HANDICAPPING THE PULITZERS is a fool’s errand, which makes Comic Riffs, as I like to say, just the person for the job.
The good folks at Columbia U.’s journalism school are scheduled to announce the 2012 Pulitzer Prizes on Monday, and the safe bet is that some terms that helped define 2011 — be it Penn State or Arab Spring — cropped up often when culling the finalists. Picking a winner for Editorial Cartooning is a dicier game of chance than other categories, I would submit, because the recipient may well have excelled at satirizing 20 separate topics.
Still, as a passionate fan (and former practitioner) of editorial cartooning, Comic Riffs approaches Monday afternoon’s announcement (3 p.m. ET) with a handful of key questions that just may help point the way toward cartooning's 2012 Pulitzer.

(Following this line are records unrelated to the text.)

//! Document domain types

use chrono::{DateTime, Utc};
use serde::{Deserialize, Serialize};
use std::fmt;

use super::timestamp;

/// Fields extracted from a document by the service
///
/// The key set depends on the document type, so it is kept as a free-form
/// JSON object.
pub type ExtractedFields = serde_json::Map<String, serde_json::Value>;

/// One uploaded file within a job
#[derive(Debug, Clone, PartialEq, Serialize, Deserialize)]
pub struct DocumentDetail {
    pub id: String,
    pub filename: String,
    pub status: DocumentStatus,
    #[serde(default)]
    pub doc_type: Option<String>,
    #[serde(default, alias = "confidence")]
    pub doc_type_confidence: Option<f64>,
    #[serde(with = "timestamp")]
    pub created_at: DateTime<Utc>,
}

impl DocumentDetail {
    /// Classified type, or `"unclassified"` while the service has not decided
    pub fn doc_type_label(&self) -> &str {
        self.doc_type.as_deref().unwrap_or("unclassified")
    }
}

/// Per-document processing status
///
/// Mirrors the service's pipeline sub-stages. Values this client does not
/// know are kept in `Other`.
#[derive(Debug, Clone, PartialEq, Eq, Hash, Serialize, Deserialize)]
#[serde(from = "String", into = "String")]
pub enum DocumentStatus {
    Queued,
    Extracting,
    Classifying,
    Parsing,
    BuildingFhir,
    Validating,
    Completed,
    Failed,
    Other(String),
}

impl DocumentStatus {
    pub fn as_str(&self) -> &str {
        match self {
            DocumentStatus::Queued => "queued",
            DocumentStatus::Extracting => "extracting",
            DocumentStatus::Classifying => "classifying",
            DocumentStatus::Parsing => "parsing",
            DocumentStatus::BuildingFhir => "building_fhir",
            DocumentStatus::Validating => "validating",
            DocumentStatus::Completed => "completed",
            DocumentStatus::Failed => "failed",
            DocumentStatus::Other(raw) => raw,
        }
    }

    /// Whether the document has left the pipeline
    pub fn is_terminal(&self) -> bool {
        matches!(self, DocumentStatus::Completed | DocumentStatus::Failed)
    }
}

impl From<&str> for DocumentStatus {
    fn from(raw: &str) -> Self {
        match raw {
            "queued" => DocumentStatus::Queued,
            "extracting" => DocumentStatus::Extracting,
            "classifying" => DocumentStatus::Classifying,
            "parsing" => DocumentStatus::Parsing,
            "building_fhir" => DocumentStatus::BuildingFhir,
            "validating" => DocumentStatus::Validating,
            "completed" => DocumentStatus::Completed,
            "failed" => DocumentStatus::Failed,
            other => DocumentStatus::Other(other.to_string()),
        }
    }
}

impl From<String> for DocumentStatus {
    fn from(raw: String) -> Self {
        DocumentStatus::from(raw.as_str())
    }
}

impl From<DocumentStatus> for String {
    fn from(status: DocumentStatus) -> Self {
        match status {
            DocumentStatus::Other(raw) => raw,
            known => known.as_str().to_string(),
        }
    }
}

impl fmt::Display for DocumentStatus {
    fn fmt(&self, f: &mut fmt::Formatter<'_>) -> fmt::Result {
        f.write_str(self.as_str())
    }
}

First, a proviso: As Comic Riffs wrote in last year’s prediction piece, any of the living previous winners still working could repeat as the honoree and I wouldn’t raise an eyebrow; the field is fertile. Second, any of the seemingly endless number of political cartoonists named “Mike” could win and I wouldn’t flinch. (And for those who live for Venn-worthy overlaps: Six times a “Mike” has won the cartooning Pulitzer in the past three decades of derbies. As they say: You could look it up.)

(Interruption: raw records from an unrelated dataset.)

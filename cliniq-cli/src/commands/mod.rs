//! Commands module
//!
//! Defines all CLI commands and their handlers.

mod analytics;
mod document;
mod job;
mod upload;

pub use document::DocumentCommands;
pub use job::JobCommands;

use anyhow::{Context, Result};
use clap::Subcommand;
use cliniq_client::DownloadedBundle;
use std::path::{Path, PathBuf};

use crate::config::Config;
use crate::types::UseCaseArg;

/// Top-level CLI commands
#[derive(Subcommand)]
pub enum Commands {
    /// Upload PDF or ZIP files and start a processing job
    Upload {
        /// Files to upload (.pdf or .zip)
        #[arg(required = true)]
        files: Vec<PathBuf>,

        /// Business flow the documents belong to
        #[arg(long, value_enum, default_value_t = UseCaseArg::ClaimSubmission)]
        use_case: UseCaseArg,

        /// Wait for the job to finish, printing pipeline progress
        #[arg(short, long)]
        wait: bool,
    },
    /// Job history and progress
    Job {
        #[command(subcommand)]
        command: JobCommands,
    },
    /// Extracted data review, validation and export for one document
    Document {
        #[command(subcommand)]
        command: DocumentCommands,
    },
    /// Show processing statistics
    Analytics,
}

/// Handle a CLI command
///
/// Routes the command to the appropriate handler module.
pub async fn handle_command(command: Commands, config: &Config) -> Result<()> {
    match command {
        Commands::Upload {
            files,
            use_case,
            wait,
        } => upload::handle_upload(files, use_case.into(), wait, config).await,
        Commands::Job { command } => job::handle_job_command(command, config).await,
        Commands::Document { command } => {
            document::handle_document_command(command, config).await
        }
        Commands::Analytics => analytics::show_analytics(config).await,
    }
}

/// Format a 0..1 confidence score as a percentage
pub(crate) fn format_confidence(confidence: Option<f64>) -> String {
    match confidence {
        Some(value) => format!("{}%", (value * 100.0).round() as i64),
        None => "-".to_string(),
    }
}

/// Format a value that is already in percent
pub(crate) fn format_percent(value: f64) -> String {
    format!("{:.1}%", value)
}

/// Write a downloaded bundle to disk
///
/// # Returns
/// The path the bundle was written to
pub(crate) async fn save_bundle(bundle: &DownloadedBundle, output: Option<&Path>) -> Result<PathBuf> {
    let path = output_path(output, &bundle.filename);

    tokio::fs::write(&path, &bundle.bytes)
        .await
        .with_context(|| format!("Failed to write {}", path.display()))?;

    Ok(path)
}

/// Where to store a download: the given file, inside the given directory,
/// or the suggested name in the working directory
fn output_path(output: Option<&Path>, filename: &str) -> PathBuf {
    match output {
        Some(dir) if dir.is_dir() => dir.join(filename),
        Some(file) => file.to_path_buf(),
        None => PathBuf::from(filename),
    }
}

With that out of the way — and without further ado or to-do — here are Comic Riffs’ Five Key Questions About the 2012 Cartooning Pulitzer:
1. WILL AN “ALTIE” be among the finalists?
It’s been a quarter-century since Village Voice legend Jules Feiffer won the Pulitzer — and more than 15 years since Ted Rall (then of Chronicle Features) was a finalist. Can a cartoonist from “alternative” media crack the top three in 2012?
My opinion: This year seems more promising than most for alties, partly because of the growing recognition of such talents as Matt Bors, Jen Sorensen and Brian McFadden.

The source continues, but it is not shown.